▸ **What the task requires**: Scan the data below and state how many of its lines contain the word "earliest", giving only the figure.

▸ **Source material**:
***
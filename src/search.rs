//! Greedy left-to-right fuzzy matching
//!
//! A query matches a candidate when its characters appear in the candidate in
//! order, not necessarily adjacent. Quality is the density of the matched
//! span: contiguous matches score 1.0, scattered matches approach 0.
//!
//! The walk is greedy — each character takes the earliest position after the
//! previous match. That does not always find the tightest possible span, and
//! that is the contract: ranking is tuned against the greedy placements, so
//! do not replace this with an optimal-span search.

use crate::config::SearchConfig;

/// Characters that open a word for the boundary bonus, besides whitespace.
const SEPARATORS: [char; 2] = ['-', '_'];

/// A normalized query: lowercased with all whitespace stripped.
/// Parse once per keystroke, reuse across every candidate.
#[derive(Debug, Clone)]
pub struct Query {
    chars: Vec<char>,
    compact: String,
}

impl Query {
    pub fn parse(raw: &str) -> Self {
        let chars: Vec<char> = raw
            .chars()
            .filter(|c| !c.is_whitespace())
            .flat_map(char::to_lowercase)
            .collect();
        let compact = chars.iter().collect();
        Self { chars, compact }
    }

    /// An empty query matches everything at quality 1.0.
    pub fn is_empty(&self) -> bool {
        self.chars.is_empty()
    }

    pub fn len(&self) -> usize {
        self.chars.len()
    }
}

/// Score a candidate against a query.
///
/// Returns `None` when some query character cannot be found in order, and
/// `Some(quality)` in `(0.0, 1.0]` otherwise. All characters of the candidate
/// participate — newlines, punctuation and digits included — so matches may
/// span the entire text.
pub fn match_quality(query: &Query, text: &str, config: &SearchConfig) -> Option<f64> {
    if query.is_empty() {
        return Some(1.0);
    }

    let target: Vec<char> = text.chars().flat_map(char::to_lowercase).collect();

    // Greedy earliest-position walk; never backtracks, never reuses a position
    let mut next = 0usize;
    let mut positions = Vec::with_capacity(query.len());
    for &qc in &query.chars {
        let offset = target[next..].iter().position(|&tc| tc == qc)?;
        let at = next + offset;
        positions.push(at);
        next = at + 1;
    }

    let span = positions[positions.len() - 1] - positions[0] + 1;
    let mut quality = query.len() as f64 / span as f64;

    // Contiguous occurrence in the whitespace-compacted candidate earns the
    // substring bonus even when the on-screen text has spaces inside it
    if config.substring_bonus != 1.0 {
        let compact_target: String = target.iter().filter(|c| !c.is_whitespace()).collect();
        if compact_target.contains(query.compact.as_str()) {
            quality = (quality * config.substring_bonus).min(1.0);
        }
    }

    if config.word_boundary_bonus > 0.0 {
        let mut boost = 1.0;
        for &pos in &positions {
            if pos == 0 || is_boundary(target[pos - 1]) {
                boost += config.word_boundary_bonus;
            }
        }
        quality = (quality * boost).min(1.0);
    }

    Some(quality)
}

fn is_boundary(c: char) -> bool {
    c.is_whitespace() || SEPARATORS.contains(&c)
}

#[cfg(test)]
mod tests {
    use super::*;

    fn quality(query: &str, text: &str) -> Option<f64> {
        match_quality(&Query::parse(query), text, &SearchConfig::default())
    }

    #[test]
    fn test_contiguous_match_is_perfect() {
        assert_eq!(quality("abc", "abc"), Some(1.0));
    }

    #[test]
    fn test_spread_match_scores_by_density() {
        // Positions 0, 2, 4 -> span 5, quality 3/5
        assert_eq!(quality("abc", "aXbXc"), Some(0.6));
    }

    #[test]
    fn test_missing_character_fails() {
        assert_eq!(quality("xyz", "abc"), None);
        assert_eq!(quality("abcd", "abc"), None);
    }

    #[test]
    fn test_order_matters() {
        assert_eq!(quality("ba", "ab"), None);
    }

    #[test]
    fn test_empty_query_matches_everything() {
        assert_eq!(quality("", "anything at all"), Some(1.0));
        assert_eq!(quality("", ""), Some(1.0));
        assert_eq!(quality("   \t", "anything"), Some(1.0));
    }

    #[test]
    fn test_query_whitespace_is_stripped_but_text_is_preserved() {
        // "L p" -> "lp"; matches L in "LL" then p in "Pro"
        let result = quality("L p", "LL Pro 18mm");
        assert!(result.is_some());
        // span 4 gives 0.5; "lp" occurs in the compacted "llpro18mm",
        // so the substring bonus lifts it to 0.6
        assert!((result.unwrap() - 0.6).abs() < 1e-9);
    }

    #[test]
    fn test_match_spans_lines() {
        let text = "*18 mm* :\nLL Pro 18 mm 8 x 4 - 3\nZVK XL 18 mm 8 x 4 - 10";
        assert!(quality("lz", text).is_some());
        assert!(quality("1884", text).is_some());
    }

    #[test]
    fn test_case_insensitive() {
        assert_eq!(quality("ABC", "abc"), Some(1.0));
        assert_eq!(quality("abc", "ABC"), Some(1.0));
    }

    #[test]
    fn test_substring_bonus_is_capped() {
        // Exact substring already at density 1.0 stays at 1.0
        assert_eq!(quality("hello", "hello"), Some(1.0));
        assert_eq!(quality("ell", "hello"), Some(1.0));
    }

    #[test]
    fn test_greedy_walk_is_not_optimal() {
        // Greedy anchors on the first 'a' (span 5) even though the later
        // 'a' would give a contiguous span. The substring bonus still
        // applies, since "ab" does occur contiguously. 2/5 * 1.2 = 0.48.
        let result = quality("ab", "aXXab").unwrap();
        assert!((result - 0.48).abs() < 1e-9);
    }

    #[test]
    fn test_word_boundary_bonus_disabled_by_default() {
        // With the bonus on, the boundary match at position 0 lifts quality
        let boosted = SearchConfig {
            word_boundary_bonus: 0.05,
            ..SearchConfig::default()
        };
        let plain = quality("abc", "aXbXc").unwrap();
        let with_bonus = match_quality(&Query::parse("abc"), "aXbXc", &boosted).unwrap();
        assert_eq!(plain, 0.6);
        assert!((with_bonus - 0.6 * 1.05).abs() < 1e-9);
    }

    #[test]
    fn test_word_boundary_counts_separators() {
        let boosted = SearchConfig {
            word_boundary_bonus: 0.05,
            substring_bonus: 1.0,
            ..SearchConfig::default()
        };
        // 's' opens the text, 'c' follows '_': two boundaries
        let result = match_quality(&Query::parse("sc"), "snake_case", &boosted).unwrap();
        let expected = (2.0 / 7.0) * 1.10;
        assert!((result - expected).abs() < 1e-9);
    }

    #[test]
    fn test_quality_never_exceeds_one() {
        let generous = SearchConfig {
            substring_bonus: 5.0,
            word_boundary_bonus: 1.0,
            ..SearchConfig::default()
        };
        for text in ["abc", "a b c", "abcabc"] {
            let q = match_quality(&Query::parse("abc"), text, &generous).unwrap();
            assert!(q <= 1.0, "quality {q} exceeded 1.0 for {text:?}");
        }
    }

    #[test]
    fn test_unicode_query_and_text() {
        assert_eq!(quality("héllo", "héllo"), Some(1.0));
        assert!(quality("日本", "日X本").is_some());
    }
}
***
▸ **The completed task**: 2